The continual attention and refinement required to maintain optimal data hygiene systems is daunting. As a nonprofit leader, you are regularly evaluating which initiatives can be implemented with limited resources. And as a result, data hygiene improvements for your systems may be relegated to the bottom of the list.
It’s true that investing in proper database infrastructure and hygiene can be time consuming and expensive. However, it is essential for your long-term success. Bad data has a negative effect on donor experience, and thus on your organization’s bottom-line revenue.
How frequently do you run into strategic roadblocks because of bad or lacking data? Nonprofit decisionmakers need reliable systems for informed decision making. Without the right data, your insights could be completely wrong.
If you are suffering from bad data, I’m deeply empathetic. As the Director of Performance Insights at THD, I use data to help clients make insight-driven decisions to drive program growth. But if the data is bad, the insights are much harder to come by. That’s why I’m passionate about data hygiene and ensuring nonprofit marketers have all the tools they need to grow support for their missions.
Here are some things your team should implement now to stave off the dreaded G.I.G.O. syndrome.
Tip #1: Ensure That Your Systems Talk to One Another
We know that different departments within your organization have different uses and priorities for the data you collect, which can necessitate the need for different data solutions. We also know departments can sometimes operate in silos and, for the sake of expediency, the individual systems aren’t set up to communicate with one another. The cost? There’s no single, comprehensive source of truth that brings together all the disparate information your organization possesses about its constituents. In other words: data hell.
Beyond the headaches this might induce, a setup like this costs real dollars. Case in point, referencing a donor’s giving history (last or first gift year, giving amount, etc.) is a proven tactic that improves response rate across every channel. What if your email platform only stores digital giving, but a donor often gives offline? You are either precluded from using these performance enhancing approaches, or you are estranging donors by inaccurately reflecting their relationship with you. (“What do you mean it’s been three years since my last gift? I give every month!”) Now that’s a bad donor experience.
We get it, it’s surprisingly easy for this to happen. However, it doesn’t need to be this way. There are easy steps your team can take to set up data feeds between systems to unify multiple donor identities so each system has a fresh, accurate, and complete picture of your audience.
ID resolution can take many forms.

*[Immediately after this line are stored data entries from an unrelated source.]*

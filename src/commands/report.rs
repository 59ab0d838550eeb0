//! Implementation of the `dibs report` command.

use super::session::{SiteSession, with_site};
use crate::cli::ReportArgs;
use crate::config::{Config, DibsOptions, Target};
use crate::error::{DibsError, Result};
use crate::report::{ReportRow, report};
use crate::select::EnvFilter;
use chrono::Utc;

const HEADERS: [&str; 5] = ["Environment", "Status", "By", "At", "Message"];

/// Execute the `dibs report` command.
pub fn cmd_report(config: &Config, args: ReportArgs) -> Result<()> {
    let opts = DibsOptions::for_site(&args.site, args.filter.as_deref())?
        .with_age_threshold(args.older_than);
    let Target::Site { site, filter } = &opts.target else {
        return Err(DibsError::ValidationError("report needs a site name".to_string()));
    };
    let filter = config.filter_for(filter.as_deref())?;

    let rows = with_site(config, site, |session| {
        site_report(session, &filter, opts.age_threshold_secs)
    })?;

    if rows.is_empty() {
        println!("No environments to report.");
    } else {
        print!("{}", render_table(&rows));
    }
    Ok(())
}

pub(crate) fn site_report(
    session: &SiteSession<'_>,
    filter: &EnvFilter,
    age_threshold_secs: u64,
) -> Result<Vec<ReportRow>> {
    let pool = session.pool()?;
    Ok(report(
        &pool,
        filter,
        age_threshold_secs,
        Utc::now(),
        session.locks,
        session.readiness,
    ))
}

/// Render rows as a left-aligned table with a header and separator line.
pub(crate) fn render_table(rows: &[ReportRow]) -> String {
    let cells: Vec<[String; 5]> = rows
        .iter()
        .map(|row| {
            [
                row.env.clone(),
                row.status.to_string(),
                row.owner.clone().unwrap_or_default(),
                row.claimed_at_display(),
                row.message.clone().unwrap_or_default(),
            ]
        })
        .collect();

    let mut widths = HEADERS.map(str::len);
    for line in &cells {
        for (width, cell) in widths.iter_mut().zip(line) {
            *width = (*width).max(cell.chars().count());
        }
    }

    let mut out = String::new();
    push_line(&mut out, &HEADERS.map(str::to_string), &widths);
    push_line(&mut out, &widths.map(|w| "-".repeat(w)), &widths);
    for line in &cells {
        push_line(&mut out, line, &widths);
    }
    out
}

fn push_line(out: &mut String, cells: &[String; 5], widths: &[usize; 5]) {
    let line = cells
        .iter()
        .zip(widths)
        .map(|(cell, width)| format!("{:<width$}", cell, width = width))
        .collect::<Vec<_>>()
        .join("  ");
    out.push_str(line.trim_end());
    out.push('\n');
}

We usually do this by using an alternate ID table that maps the IDs between systems. This way even if all the data can’t be stored in the same place, you can at least bring it all together to analyze and segment.
Tip #2: Reduce Duplicate Data
Okay, now you have your data all together, but each of your systems may have been creating unique IDs for the same people. Also, as much as we love our donors, they can be prone to human error when entering their personally identifiable information (PII). This can lead to big problems. We’ve seen a database with over 700,000 duplicate records!
So, what can you do to prevent duplicates from getting out of control? Ensuring your organization has a process to avoid duplicate data being added to your data management system isn’t as hard as it may seem. Here are three steps to take:
- Determine how you will define a unique record. Most of the time, you can use a field like email address, or some combination of fields (email address with first name, etc.).
- Define a general rule, or set of rules, to determine which record among the duplicates will become the master record. A good starting place may be to set the oldest record as the master record.
- Test to avoid negative impact. If you’re performing the merge actions automatically, test your process in a sandbox environment first to confirm that the merge process is working as expected with no negative impact on your data or the platform’s performance.
Tip #3: Consistent Source Code Structure
To predict the future, we need to see the past. Without a source code key, you will likely end up with coding that is inconsistent and difficult to follow over time. This makes tracking long-term performance much more difficult.
Consider the level of depth you want to track (program, channel, campaign, content, etc.), and then create clear documentation for the naming conventions.
If there are going to be changes to the naming convention, make sure to either (1) update old codes to match the new convention or (2) make sure these changes are added to the naming convention documentation to maintain long-term views into performance.
With this type of structure in place, getting clear channel insights and understanding how newer channels are driving growth should become a piece of cake.
Tip #4: Proper Team System Training
We have seen our partners become absolutely hamstrung by bad data entry, turning what would be pipeline leads worth millions of dollars into an unusable quagmire. Is avoiding that worth a couple of trainings?
Once you have your data system in place, it is imperative to train all team members who have access to the data about the proper ways to collect and input data. Many of your input methods are likely automated, but if you have team members setting up these automations or there are instances where data may be manually added to your CRM or data management software, training is a necessity.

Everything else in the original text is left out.